Ball park figures are useless. Make some local calls and get some real prices.
Someone needs to be on site to give a real price.
Just getting prices on the net or over the phone is just not going to work.


----------



## orange (Feb 19, 2008)

Thanks Joe, I am aware that a detailed quote/price will require an onsite visit.
I was looking for a typical range for estimation ---- $3.50 -6.00 sort of thing from someone with experience or in the business.


----------



## joecaption (Nov 30, 2011)

And what good would that do?
Just to name a few of the many factors involved.
Local labor rates.
Local cost for materials.
How many stories.
Length of down spouts.
# Of down spouts.
Size of gutters and down spouts.
Color of materials.
Huge difference from $3.00 to $6.00 a ft.


----------



## orange (Feb 19, 2008)

I have found some estimators (for USA) that deal with linear foot. For anyone interested
in some guesstimation samples see
http://www.homewyse.com/services/cost_to_install_seamless_gutters.html

<Links to other DIY websites are not permitted here>

I did get a quote via on site visit.


----------



## AndyWRS (Feb 1, 2012)

If i want a price i usually call a local company or three and get a few free estimates. Now i know whats its gonna cost me vs some web sites claims. To many variables like Joe pointed out. I know around here if you want just a small amount of gutter, be prepared to pay a lot more than if you want 300'.


----------



## joecaption (Nov 30, 2011)

Now go back and do it by making a few calls and have someone on site and see how the two prices compare.
What you got was an estimate, not a contract which would have the exact total cost.


----------



## Davejss (May 14, 2012)

About $9.00 per foot installed in my area, (northern Massachusetts). Maybe a bit more depending on the type of leaf guard.


----------



## joecaption (Nov 30, 2011)

It's about $3.50 a ft. here plus the down spouts. So as you can see a huge difference.


----------



## 747 (Feb 11, 2005)

Gutters aren't cheap here in the States. Standard ranch house.
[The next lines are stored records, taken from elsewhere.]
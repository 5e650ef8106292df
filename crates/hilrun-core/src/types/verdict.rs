//! Terminal test verdicts.

use std::fmt;

/// Outcome of one firmware test run
///
/// Only [`Verdict::Pass`] maps to exit code 0.
#[derive(Debug, Clone, Copy, PartialEq, Eq, Hash)]
pub enum Verdict
{
    /// The firmware printed the `OK` marker.
    Pass,
    /// The stream ended without a pass marker.
    Fail,
    /// The run was killed at its wall-clock deadline.
    Timeout,
    /// The harness itself could not complete the run.
    Error,
}

impl Verdict
{
    /// Process exit code for this verdict.
    #[must_use]
    pub const fn exit_code(self) -> i32
    {
        match self {
            Verdict::Pass => 0,
            Verdict::Fail => 1,
            Verdict::Timeout => 2,
            Verdict::Error => 3,
        }
    }

    #[must_use]
    pub const fn is_pass(self) -> bool
    {
        matches!(self, Verdict::Pass)
    }
}

impl fmt::Display for Verdict
{
    fn fmt(&self, f: &mut fmt::Formatter<'_>) -> fmt::Result
    {
        let name = match self {
            Verdict::Pass => "PASS",
            Verdict::Fail => "FAIL",
            Verdict::Timeout => "TIMEOUT",
            Verdict::Error => "ERROR",
        };
        f.write_str(name)
    }
}
//! Captured-log backend.

use std::fs::File;
use std::io::{self, BufReader};
use std::path::PathBuf;

use super::{Backend, Session};
use crate::config::HarnessConfig;
use crate::error::{HarnessError, HarnessResult};

/// Re-interprets a saved backend log, or stdin when the path is `-`.
///
/// Handy for symbolizing a fault dump copied from a CI log.
#[derive(Debug, Clone)]
pub struct ReplayBackend
{
    source: PathBuf,
}

impl ReplayBackend
{
    pub fn new(source: impl Into<PathBuf>) -> Self
    {
        Self { source: source.into() }
    }
}

impl Backend for ReplayBackend
{
    fn name(&self) -> &'static str
    {
        "replay"
    }

    fn start(&self, _config: &HarnessConfig) -> HarnessResult<Session>
    {
        if self.source.as_os_str() == "-" {
            return Ok(Session::from_reader(BufReader::new(io::stdin())));
        }

        let file = File::open(&self.source).map_err(|err| {
            HarnessError::InvalidArgument(format!("cannot open log {}: {err}", self.source.display()))
        })?;
        Ok(Session::from_reader(BufReader::new(file)))
    }
}
//! # hilrun-core
//!
//! Output interpretation engine for hardware-in-the-loop firmware tests.
//!
//! A debug probe's GDB server or a CPU emulator runs a firmware image whose
//! test framework talks through semihosting. This crate consumes that
//! textual stream and turns it into:
//!
//! - an annotated transcript, with backend chatter removed and fault-dump
//!   addresses resolved to `file:line`
//! - a terminal [`Verdict`] with a process exit code
//!
//! ## Pipeline
//!
//! ```text
//! backend stream --> OutputLine::sanitize --> classify --> FaultAnnotator --> transcript
//!                                                 |                               |
//!                                                 +--------> verdict <------------+
//! ```
//!
//! - [`classify`]: ordered marker rules, pure
//! - [`annotate`]: register-line suffixes and fault-banner line patching
//! - [`symbols`]: `addr2line` tool, in-process DWARF, and caching resolvers
//! - [`interpreter`]: the per-run state machine
//! - [`backend`]: J-Link, QEMU and replay launchers plus [`backend::run`]
//!
//! ## Example
//!
//! ```rust
//! use hilrun_core::interpreter::StreamInterpreter;
//! use hilrun_core::symbols::FnResolver;
//! use hilrun_core::types::{Location, Verdict};
//!
//! let resolver = FnResolver::new(|_: &str| Ok(Location::new("main.c:42")));
//! let input = "Semihosting init\nPC   : 0x08001000\nOK\n";
//! let mut transcript = Vec::new();
//!
//! let outcome = StreamInterpreter::new(resolver).run(input.as_bytes(), &mut transcript).unwrap();
//! assert_eq!(outcome.verdict, Verdict::Pass);
//! assert_eq!(String::from_utf8(transcript).unwrap(), "PC   : 0x08001000 (main.c:42)\nOK\n");
//! ```

pub mod annotate;
pub mod backend;
pub mod classify;
pub mod config;
pub mod error;
pub mod interpreter;
pub mod prelude;
pub mod symbols;
pub mod types;

pub use backend::{run, Backend};
// Re-export commonly used types
pub use error::{HarnessError, HarnessResult};
pub use interpreter::{RunOutcome, StreamInterpreter};
pub use symbols::SymbolResolver;
pub use types::{Location, OutputLine, Verdict};
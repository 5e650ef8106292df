//! # Stream Interpreter
//!
//! Drives classification and annotation over a backend's output, one line
//! at a time, in arrival order, and derives the run's verdict.
//!
//! ```text
//! Running --line--> classify --Noise--> (dropped)            --> Running
//!                            --other--> annotate --> emit     --> Running
//!                            --Verdict(v)--> annotate --> emit --> Terminated(v)
//! (a register or banner line starting with `OK` also terminates with Pass)
//! Running --end of stream-------------------------------------> Terminated(Fail)
//! ```
//!
//! The interpreter is synchronous and single-threaded. It never decides
//! `Timeout`; a run killed from outside simply ends its stream and the
//! supervising caller maps that to a timeout.

use std::io::{self, BufRead, Write};

use tracing::{debug, info, trace};

use crate::annotate::{FaultAnnotator, ParseState};
use crate::classify::{classify, verdict_marker, LineKind};
use crate::error::HarnessResult;
use crate::symbols::SymbolResolver;
use crate::types::{OutputLine, Verdict};

/// Result of feeding one line to the interpreter.
#[derive(Debug, Clone, PartialEq, Eq)]
pub enum Feed
{
    /// Noise line, not part of the transcript.
    Suppressed,
    /// Line to append to the transcript.
    Emit(OutputLine),
    /// Line to append to the transcript; the run is now over.
    Terminate(OutputLine, Verdict),
    /// A verdict was already reached; the line was not looked at.
    Ignored,
}

/// Final result of interpreting one stream.
#[derive(Debug, Clone, PartialEq, Eq)]
pub struct RunOutcome
{
    pub verdict: Verdict,
    /// Emitted lines, noise removed, annotations applied. Empty unless the
    /// interpreter was built with [`StreamInterpreter::keep_transcript`].
    pub transcript: Vec<String>,
    /// Lines consumed from the backend, including suppressed ones.
    pub lines_read: usize,
    /// Lines dropped as noise.
    pub suppressed: usize,
}

/// Stateful line-by-line interpreter for one run.
pub struct StreamInterpreter<R>
{
    annotator: FaultAnnotator<R>,
    state: ParseState,
    transcript: Option<Vec<String>>,
    lines_read: usize,
    suppressed: usize,
}

impl<R: SymbolResolver> StreamInterpreter<R>
{
    pub fn new(resolver: R) -> Self
    {
        Self {
            annotator: FaultAnnotator::new(resolver),
            state: ParseState::new(),
            transcript: None,
            lines_read: 0,
            suppressed: 0,
        }
    }

    /// Also collect emitted lines into [`RunOutcome::transcript`].
    #[must_use]
    pub fn keep_transcript(mut self) -> Self
    {
        self.transcript = Some(Vec::new());
        self
    }

    #[must_use]
    pub fn state(&self) -> &ParseState
    {
        &self.state
    }

    /// Whether a verdict has been reached.
    #[must_use]
    pub fn is_terminated(&self) -> bool
    {
        self.state.verdict().is_some()
    }

    /// Process one line of raw backend output.
    pub fn feed(&mut self, raw: &str) -> Feed
    {
        self.feed_line(OutputLine::sanitize(raw))
    }

    /// Process one already sanitized line.
    pub fn feed_line(&mut self, line: OutputLine) -> Feed
    {
        if self.is_terminated() {
            return Feed::Ignored;
        }
        self.lines_read += 1;

        let kind = classify(&line);
        trace!(?kind, line = %line, "classified");
        if kind == LineKind::Noise {
            self.suppressed += 1;
            return Feed::Suppressed;
        }

        let line = self.annotator.annotate(line, kind, &mut self.state);
        if let Some(transcript) = &mut self.transcript {
            transcript.push(line.as_str().to_string());
        }

        let verdict = match kind {
            LineKind::Verdict(verdict) => Some(verdict),
            _ => verdict_marker(&line),
        };
        match verdict {
            Some(verdict) => {
                self.state.set_verdict(verdict);
                info!(%verdict, "verdict marker seen");
                Feed::Terminate(line, verdict)
            }
            None => Feed::Emit(line),
        }
    }

    /// Conclude the run. Without a verdict marker the run failed.
    #[must_use]
    pub fn finish(self) -> RunOutcome
    {
        let verdict = self.state.verdict().unwrap_or_else(|| {
            debug!(lines = self.lines_read, "stream ended without a pass marker");
            Verdict::Fail
        });

        RunOutcome {
            verdict,
            transcript: self.transcript.unwrap_or_default(),
            lines_read: self.lines_read,
            suppressed: self.suppressed,
        }
    }

    /// Interpret `lines` until a verdict or the end of the stream, writing
    /// every emitted line to `sink` as it is produced.
    ///
    /// ## Errors
    ///
    /// Propagates the first error yielded by `lines` and any error writing
    /// to `sink`.
    pub fn interpret<I, W>(mut self, lines: I, sink: &mut W) -> HarnessResult<RunOutcome>
    where
        I: IntoIterator<Item = HarnessResult<OutputLine>>,
        W: Write,
    {
        for line in lines {
            match self.feed_line(line?) {
                Feed::Emit(line) => write_line(sink, &line)?,
                Feed::Terminate(line, _) => {
                    write_line(sink, &line)?;
                    break;
                }
                Feed::Suppressed | Feed::Ignored => {}
            }
        }
        Ok(self.finish())
    }

    /// Interpret everything readable from `reader`.
    ///
    /// ## Errors
    ///
    /// Returns read errors from `reader` and write errors from `sink`.
    pub fn run<B, W>(self, reader: B, sink: &mut W) -> HarnessResult<RunOutcome>
    where
        B: BufRead,
        W: Write,
    {
        self.interpret(read_lines(reader).map(|line| line.map_err(Into::into)), sink)
    }
}

fn write_line<W: Write>(sink: &mut W, line: &OutputLine) -> io::Result<()>
{
    writeln!(sink, "{line}")?;
    sink.flush()
}

/// Iterator over leniently decoded, sanitized lines of a byte stream.
pub struct Lines<B>
{
    reader: B,
    buf: Vec<u8>,
}

/// Split `reader` into [`OutputLine`]s without failing on invalid UTF-8.
pub fn read_lines<B: BufRead>(reader: B) -> Lines<B>
{
    Lines {
        reader,
        buf: Vec::with_capacity(256),
    }
}

impl<B: BufRead> Iterator for Lines<B>
{
    type Item = io::Result<OutputLine>;

    fn next(&mut self) -> Option<Self::Item>
    {
        self.buf.clear();
        match self.reader.read_until(b'\n', &mut self.buf) {
            Ok(0) => None,
            Ok(_) => Some(Ok(OutputLine::from_bytes(&self.buf))),
            Err(err) => Some(Err(err)),
        }
    }
}

#[cfg(test)]
mod tests
{
    use std::io::Cursor;

    use super::*;
    use crate::symbols::FnResolver;
    use crate::types::Location;

    fn fixed(location: &'static str) -> impl SymbolResolver
    {
        FnResolver::new(move |_: &str| Ok(Location::new(location)))
    }

    #[test]
    fn feed_after_verdict_is_ignored()
    {
        let mut interp = StreamInterpreter::new(fixed("a.c:1")).keep_transcript();
        assert!(matches!(interp.feed("OK"), Feed::Terminate(_, Verdict::Pass)));
        assert_eq!(interp.feed("garbage"), Feed::Ignored);
        assert_eq!(interp.feed("OK"), Feed::Ignored);

        let outcome = interp.finish();
        assert_eq!(outcome.verdict, Verdict::Pass);
        assert_eq!(outcome.transcript, vec!["OK"]);
        assert_eq!(outcome.lines_read, 1);
    }

    #[test]
    fn run_handles_crlf_and_invalid_bytes()
    {
        let input: &[u8] = b"hello\r\n\xfftest\r\nOK\r\n";
        let mut sink = Vec::new();
        let outcome = StreamInterpreter::new(fixed("a.c:1"))
            .run(Cursor::new(input), &mut sink)
            .unwrap();

        assert_eq!(outcome.verdict, Verdict::Pass);
        assert_eq!(String::from_utf8(sink).unwrap(), "hello\ntest\nOK\n");
    }

    #[test]
    fn last_line_without_newline_is_processed()
    {
        let mut sink = Vec::new();
        let outcome = StreamInterpreter::new(fixed("a.c:1"))
            .keep_transcript()
            .run(Cursor::new("line\nOK"), &mut sink)
            .unwrap();
        assert_eq!(outcome.verdict, Verdict::Pass);
        assert_eq!(outcome.transcript, vec!["line", "OK"]);
    }

    #[test]
    fn pass_marker_on_register_line_ends_run()
    {
        let mut interp = StreamInterpreter::new(fixed("a.c:1"));
        match interp.feed("OK PC   : 0x1") {
            Feed::Terminate(line, Verdict::Pass) => assert_eq!(line.as_str(), "OK PC   : 0x1 (a.c:1)"),
            other => panic!("expected pass, got {other:?}"),
        }
        assert_eq!(interp.state().last_resolved_pc().map(Location::as_str), Some("a.c:1"));
    }

    #[test]
    fn transcript_is_not_kept_by_default()
    {
        let mut sink = Vec::new();
        let outcome = StreamInterpreter::new(fixed("a.c:1"))
            .run(Cursor::new("line\nOK\n"), &mut sink)
            .unwrap();
        assert!(outcome.transcript.is_empty());
        assert_eq!(outcome.lines_read, 2);
        assert_eq!(sink, b"line\nOK\n");
    }

    #[test]
    fn source_errors_propagate()
    {
        let lines = vec![
            Ok(OutputLine::sanitize("first")),
            Err(crate::error::HarnessError::ConnectionTimeout("gdb".to_string())),
        ];
        let mut sink = Vec::new();
        let result = StreamInterpreter::new(fixed("a.c:1")).interpret(lines, &mut sink);
        assert!(matches!(result, Err(crate::error::HarnessError::ConnectionTimeout(_))));
        assert_eq!(sink, b"first\n");
    }
}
No leaf guards $1200.


----------



## hammerlane (Oct 6, 2011)

orange said:


> I'm just looking for ball park figure at this time.


 
If you want some ballpark figures here they are:

Dodger Stadium---56,000
Yankee Stadium---53,325
Coors Field--- 50,490 
Turner Field---50,097
Arlington Stadium---49,170
Comerica Park--- 41,255


----------



## rossfingal (Mar 20, 2011)

Around here, it's 5 to 9 dollars a foot - 
(depends on the job)
that includes the downspouts and: all the elbows are considered a foot.
Can't give "Ballpark" figures - without seeing it.
If we see it - it'll be the price!
(No leaf guards)


----------



## GBrackins (Apr 26, 2012)

hammerlane said:


> If you want some ballpark figures here they are:
> 
> Dodger Stadium---56,000
> Yankee Stadium---53,325
> ...



don't forget Busch Stadium 46,861 and Fenway Park 37,400


----------